BRIEF |
In the data below, find each line that contains the word "Debug" and copy it.

DATA TO USE Block Start

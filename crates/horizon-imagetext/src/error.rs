//! Error types for the imagetext crate.

use std::path::PathBuf;

use thiserror::Error;

/// Broad category of a [`TextError`].
#[derive(Debug, Clone, Copy, PartialEq, Eq, Hash)]
pub enum ErrorKind {
    /// The caller supplied an invalid value (bad hex color, wrong pixel
    /// format, out-of-range parameter).
    Configuration,
    /// A font or image asset could not be loaded, parsed, or written.
    Resource,
}

/// Errors that can occur while preparing or drawing text.
#[derive(Error, Debug)]
pub enum TextError {
    /// A hex color string was not 6 or 8 hexadecimal digits.
    #[error("invalid hex color {0:?}: expected 6 or 8 hexadecimal digits")]
    InvalidHexColor(String),

    /// An image bound to a drawing session was not 8-bit RGBA.
    #[error("unsupported pixel format {0}: expected 8-bit RGBA")]
    UnsupportedPixelFormat(String),

    /// A canvas was requested with a zero dimension.
    #[error("invalid canvas dimensions: {width}x{height}")]
    EmptyCanvas { width: u32, height: u32 },

    /// A drawing or layout parameter was out of range.
    #[error("invalid {name}: {value}")]
    InvalidParameter { name: &'static str, value: f32 },

    /// Failed to read a font file.
    #[error("failed to load font from {path}: {source}")]
    FontIo {
        path: PathBuf,
        #[source]
        source: std::io::Error,
    },

    /// Font data could not be parsed as an OpenType face.
    #[error("invalid font data: {0}")]
    InvalidFontData(String),

    /// A font face id does not refer to a loaded face.
    #[error("font face {0:?} is not loaded")]
    UnknownFace(fontdb::ID),

    /// An emoji image could not be read or decoded.
    #[error("failed to load emoji image {name}: {source}")]
    EmojiImage {
        name: String,
        #[source]
        source: image::ImageError,
    },

    /// A canvas could not be encoded or written.
    #[error("failed to save image: {0}")]
    ImageSave(#[from] image::ImageError),
}

impl TextError {
    /// Classify this error.
    pub fn kind(&self) -> ErrorKind {
        match self {
            TextError::InvalidHexColor(_)
            | TextError::UnsupportedPixelFormat(_)
            | TextError::EmptyCanvas { .. }
            | TextError::InvalidParameter { .. } => ErrorKind::Configuration,
            TextError::FontIo { .. }
            | TextError::InvalidFontData(_)
            | TextError::UnknownFace(_)
            | TextError::EmojiImage { .. }
            | TextError::ImageSave(_) => ErrorKind::Resource,
        }
    }

    /// Check if this is a configuration error.
    pub fn is_configuration(&self) -> bool {
        self.kind() == ErrorKind::Configuration
    }

    /// Check if this is a resource error.
    pub fn is_resource(&self) -> bool {
        self.kind() == ErrorKind::Resource
    }
}

/// Result type for text operations.
pub type TextResult<T> = Result<T, TextError>;

/// Reject non-finite or non-positive values for a named parameter.
pub(crate) fn ensure_positive(name: &'static str, value: f32) -> TextResult<f32> {
    if value.is_finite() && value > 0.0 {
        Ok(value)
    } else {
        Err(TextError::InvalidParameter { name, value })
    }
}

DATA TO USE Block End

TASK RESPONSE |
#[derive(Debug, Clone, Copy, PartialEq, Eq, Hash)]
#[derive(Error, Debug)]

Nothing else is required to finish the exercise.